Sources, isolation and sequencing of DNA

'Ca. P. mali' strains AT [57], AP15T [58], 1/93 and 12/93, 'Ca. P. pyri' and Ca. P. prunorum were collected from symptomatic apple, pear and peach trees, respectively, and were transmitted via dodder (Cuscuta sp.) bridges first to periwinkle (Catharanthus roseus) and subsequently to tobacco (Nicotiana tabacum cv. Samsun and N. occidentalis). 'Ca. P. australiense' originates from cottonbush (Gomphocarpus physocarpus) and was maintained in periwinkle [9]. Phytoplasma DNA from infected plants was obtained by either extracting lyophilized tissue using a cetyltrimethyl ammonium bromide (CTAB) procedure followed by repeated bisbenzimide-CsCl buoyant density gradient centrifugation [59] or by isolating full-length chromosomes from stem phloem of N. tabacum or periwinkle flowers using a pulsed-field gel electrophoresis (PFGE) protocol [9, 12]. DNA obtained by both procedures was used to construct whole-genome shotgun libraries with average insert sizes of 1.2 and 2 kb [60]. Sequencing was carried out using ABI3730XL capillary systems (ABI) and resulted in 20-fold coverage. Sequence quality assessment and assembly were performed with a quality of less than 1 error in 100,000 bases using PHRAP [61] and Consed [62]. The annotated sequence of 'Ca. P. mali' strain AT has been deposited in Genbank/EMBL/DDBJ under accession number CU469464.

Terminal inverted repeats

To examine linearity, full-length chromosomes were digested with I-Ceu I [17] and fragments were separated by PFGE [12]. Terminal Apa I macro restriction fragments were isolated by digesting PFGE-resolved full-length chromosomes with Bss HII restriction endonuclease. Following PFGE resolution the two fragments obtained were excised from the gel and separately digested with Apa I. The two resulting Apa I fragments were resolved by another PFGE and were either blotted for Southern hybridization with TIR-specific probes or excised from the gel and used as PCR templates. The following primer pairs were used to separately amplify most of the two arms of the strain AT chromosome:

A, 5'-ACGACTTTCGACAAGCGACT-3'/5'-GTGTTTCTAAGATCTTTGGC-3';

B, 5'-TGTCATGTATTTGATGCGGG-3'/5'-TTTAGAAGGCAATTTAACCG-3';

C, 5'-TGGATAGAAACAAAGACTTC-3'/5'-TCTTGTAATGCGGGCGAAAC-3';

D, 5'-GGAAAAAGGTCTACTTGAAG-3'/5'-AAACCGACACTACCATTACG-3';

E, 5'-CTCAAATGCCGGTTAATGTG-3'/5'-CAATATCTTTTTTAATCCTCC-3';

F, 5'-GATACGATATTGAATCAAG-3'/5'-TTTTTTGCTTAAATATTTG-3';

G, 5'-TGAAGGCTGATGATTTTAAATC-3'/5'-CGTTATTAAGCTTCTCAAAAG-3'.

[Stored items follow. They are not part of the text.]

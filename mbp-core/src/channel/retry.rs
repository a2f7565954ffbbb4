//! Reconnection policy for the notification channel.
//!
//! The default is [`RetryPolicy::Never`]: a failed or interrupted connection
//! drops the channel back to idle and the next `login`/`initialize` starts a
//! fresh one. [`RetryPolicy::Backoff`] retries with exponential backoff.

use std::time::Duration;

/// Exponential backoff configuration for reconnection.
#[derive(Debug, Clone, PartialEq)]
pub struct ReconnectConfig {
    /// Initial delay between reconnection attempts.
    pub initial_delay: Duration,
    /// Maximum delay between attempts.
    pub max_delay: Duration,
    /// Multiplier for exponential backoff.
    pub multiplier: f64,
    /// Maximum number of attempts (None = unlimited).
    pub max_attempts: Option<u32>,
}

impl Default for ReconnectConfig {
    fn default() -> Self {
        Self {
            initial_delay: Duration::from_millis(500),
            max_delay: Duration::from_secs(30),
            multiplier: 2.0,
            max_attempts: None,
        }
    }
}

impl ReconnectConfig {
    /// Calculate the delay for a given attempt number (0-indexed).
    pub fn delay_for_attempt(&self, attempt: u32) -> Duration {
        let exponent = i32::try_from(attempt).unwrap_or(i32::MAX);
        let delay_ms = self.initial_delay.as_millis() as f64 * self.multiplier.powi(exponent);
        Duration::from_millis(delay_ms.min(self.max_delay.as_millis() as f64) as u64)
    }
}

/// What the channel does after a failed or interrupted connection
#[derive(Debug, Clone, Default, PartialEq)]
pub enum RetryPolicy {
    /// Return to idle immediately
    #[default]
    Never,
    /// Retry with exponential backoff, re-resolving the token each attempt
    Backoff(ReconnectConfig),
}

impl RetryPolicy {
    /// Delay before retry number `attempt` (0-indexed), or `None` to give up.
    pub fn delay_for(&self, attempt: u32) -> Option<Duration> {
        match self {
            RetryPolicy::Never => None,
            RetryPolicy::Backoff(config) => {
                if config.max_attempts.is_some_and(|max| attempt >= max) {
                    None
                } else {
                    Some(config.delay_for_attempt(attempt))
                }
            }
        }
    }
}
//! Channel state and message types

use serde::{Deserialize, Serialize};

/// Event name the server uses for application notifications.
pub const RECEIVE_NOTIFICATION: &str = "ReceiveNotification";

/// Lifecycle state of the notification channel
#[derive(Debug, Clone, Copy, Default, PartialEq, Eq, Serialize, Deserialize)]
#[serde(rename_all = "snake_case")]
pub enum ChannelState {
    /// No connection and no attempt in flight
    #[default]
    Idle,
    /// A connection attempt is in flight (or waiting to retry)
    Connecting,
    /// Connected and dispatching messages
    Connected,
    /// Tearing down the connection
    Stopping,
}

impl ChannelState {
    /// Whether a connection exists or is being established.
    pub fn is_active(self) -> bool {
        matches!(self, ChannelState::Connecting | ChannelState::Connected)
    }
}

impl std::fmt::Display for ChannelState {
    fn fmt(&self, f: &mut std::fmt::Formatter<'_>) -> std::fmt::Result {
        let name = match self {
            ChannelState::Idle => "idle",
            ChannelState::Connecting => "connecting",
            ChannelState::Connected => "connected",
            ChannelState::Stopping => "stopping",
        };
        f.write_str(name)
    }
}

/// A message pushed by the server over the notification channel
#[derive(Debug, Clone, PartialEq, Eq, Serialize, Deserialize)]
pub struct NotificationMessage {
    /// Event name, e.g. `ReceiveNotification`
    pub event: String,
    /// Opaque payload, forwarded verbatim
    pub payload: String,
}

impl NotificationMessage {
    pub fn new(event: impl Into<String>, payload: impl Into<String>) -> Self {
        Self {
            event: event.into(),
            payload: payload.into(),
        }
    }

    /// A `ReceiveNotification` message carrying `payload`.
    pub fn notification(payload: impl Into<String>) -> Self {
        Self::new(RECEIVE_NOTIFICATION, payload)
    }

    pub fn is_notification(&self) -> bool {
        self.event == RECEIVE_NOTIFICATION
    }
}

/// Result of a `start` call
#[derive(Debug, Clone, Copy, PartialEq, Eq)]
pub enum StartOutcome {
    /// A new connection attempt was started
    Started,
    /// The channel was already connecting or connected; nothing was done
    AlreadyActive,
    /// The channel is being stopped; nothing was done
    Stopping,
}

#[cfg(test)]
mod tests {
    use super::*;

    #[test]
    fn channel_state_default_is_idle() {
        assert_eq!(ChannelState::default(), ChannelState::Idle);
    }

    #[test]
    fn only_connecting_and_connected_are_active() {
        assert!(!ChannelState::Idle.is_active());
        assert!(ChannelState::Connecting.is_active());
        assert!(ChannelState::Connected.is_active());
        assert!(!ChannelState::Stopping.is_active());
    }

    #[test]
    fn channel_state_serializes_snake_case() {
        let json = serde_json::to_string(&ChannelState::Connecting).unwrap();
        assert_eq!(json, "\"connecting\"");
    }

    #[test]
    fn notification_constructor_uses_fixed_event_name() {
        let msg = NotificationMessage::notification("{\"type\":1}");
        assert_eq!(msg.event, "ReceiveNotification");
        assert!(msg.is_notification());
        assert!(!NotificationMessage::new("Other", "").is_notification());
    }
}
//! Session configuration and collaborators

use std::sync::Arc;
use std::time::Duration;

use url::Url;

use crate::channel::{
    ChannelConfig, DEFAULT_KEEPALIVE, DEFAULT_STOP_TIMEOUT, HubConnector, RetryPolicy,
    WsHubConnector,
};
use crate::error::SessionError;
use crate::token::TokenStore;
use crate::transport::ApiTransport;

/// Default REST API base URL.
pub const DEFAULT_API_BASE_URL: &str = "http://localhost:5000/api";

/// Default root host for the notification hub.
pub const DEFAULT_ROOT_HOST_URL: &str = "http://localhost:5000";

/// Default application prefix for the storage key.
pub const DEFAULT_APP_PREFIX: &str = "mbp";

/// Session settings
#[derive(Debug, Clone, PartialEq)]
pub struct SessionConfig {
    /// Prefix for the persisted token key (`<prefix>_token`)
    pub app_prefix: String,
    /// Base URL for REST requests
    pub api_base_url: String,
    /// Root host URL for the notification hub
    pub root_host_url: String,
    /// Client keep-alive interval on the hub connection
    pub keepalive: Duration,
    /// Reconnection behavior of the notification channel
    pub retry: RetryPolicy,
    /// Bound on graceful channel shutdown
    pub stop_timeout: Duration,
}

impl Default for SessionConfig {
    fn default() -> Self {
        Self {
            app_prefix: DEFAULT_APP_PREFIX.to_string(),
            api_base_url: DEFAULT_API_BASE_URL.to_string(),
            root_host_url: DEFAULT_ROOT_HOST_URL.to_string(),
            keepalive: DEFAULT_KEEPALIVE,
            retry: RetryPolicy::Never,
            stop_timeout: DEFAULT_STOP_TIMEOUT,
        }
    }
}

/// Everything a [`SessionManager`](super::SessionManager) is built from.
pub struct SessionContext {
    pub(crate) config: SessionConfig,
    pub(crate) root_url: Url,
    pub(crate) store: Arc<dyn TokenStore>,
    pub(crate) transport: Arc<ApiTransport>,
    pub(crate) connector: Arc<dyn HubConnector>,
}

impl SessionContext {
    /// Build a context, validating both URLs in `config`.
    pub fn new(
        config: SessionConfig,
        store: Arc<dyn TokenStore>,
        connector: Arc<dyn HubConnector>,
    ) -> Result<Self, SessionError> {
        let api_url = parse_url("api base", &config.api_base_url)?;
        let root_url = parse_url("root host", &config.root_host_url)?;

        Ok(Self {
            config,
            root_url,
            store,
            transport: Arc::new(ApiTransport::new(api_url)),
            connector,
        })
    }

    /// Build a context that connects to the hub over WebSockets.
    pub fn websocket(
        config: SessionConfig,
        store: Arc<dyn TokenStore>,
    ) -> Result<Self, SessionError> {
        let connector = WsHubConnector::new().with_keepalive(config.keepalive);
        Self::new(config, store, Arc::new(connector))
    }

    /// Use a shared transport instead of the one built from the config.
    pub fn with_transport(mut self, transport: Arc<ApiTransport>) -> Self {
        self.transport = transport;
        self
    }

    pub fn config(&self) -> &SessionConfig {
        &self.config
    }

    pub(crate) fn channel_config(&self) -> ChannelConfig {
        ChannelConfig::new(self.root_url.clone())
            .with_retry(self.config.retry.clone())
            .with_stop_timeout(self.config.stop_timeout)
    }
}

impl std::fmt::Debug for SessionContext {
    fn fmt(&self, f: &mut std::fmt::Formatter<'_>) -> std::fmt::Result {
        f.debug_struct("SessionContext")
            .field("config", &self.config)
            .field("store", &self.store.location())
            .field("transport", &self.transport)
            .finish_non_exhaustive()
    }
}

fn parse_url(what: &str, value: &str) -> Result<Url, SessionError> {
    Url::parse(value).map_err(|e| SessionError::Config(format!("invalid {what} URL '{value}': {e}")))
}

For specific sequencing of the TIRs, lambda libraries were constructed from PFGE-purified chromosomal DNA using DASH II and FIX II vectors (Stratagene). Plaque lifts were hybridized with a probe consisting of DNA from the 5' Apa I fragment obtained by electroelution [63]. Lambda cloning and plaque lifting were performed as recommended by the supplier of the vector. Digoxigenin (DIG) labeled probes were prepared using the PCR DIG Probe Synthesis Kit or the DIG-High Prime Labeling and Detection Kit (both Roche), and plaque lift and Southern blot hybridization were carried out according to the protocol provided by the supplier. For end sequencing of the lambda clones recombinant phage DNA was isolated using the Lambda Mini Kit following the recommendations of the supplier (Qiagen).

Data analysis

Structural rRNAs and tRNAs were determined using Rfam [64] and tRNAscan-SE [65]. Protein-coding sequences were predicted by Glimmer3 [66] and annotated in HTGA [67]. Deduced proteins were compared with those of strains AY-WB (accession number CP000061), and OY-M (accession number AP006628) of 'Ca. P. asteris'. Results were parsed through a script to obtain reciprocal BLASTP [68] hits. Orthologous proteins were predicted using the BLASTP algorithm, considering an e-value of 1-e5 as significant. Alignment length was not taken into account due to the high number of truncated genes in the 'Ca. P. asteris' strains. The number of protein coding multi-copy genes was estimated based on BLASTP analyses comparing the deduced protein set against itself. Hits were filtered by MSPcrunch [69] to exclude protein hits to itself, at a higher e-value than 1-e5 and below an identity of 70%. Cumulative skew analyses were performed with Artemis [70].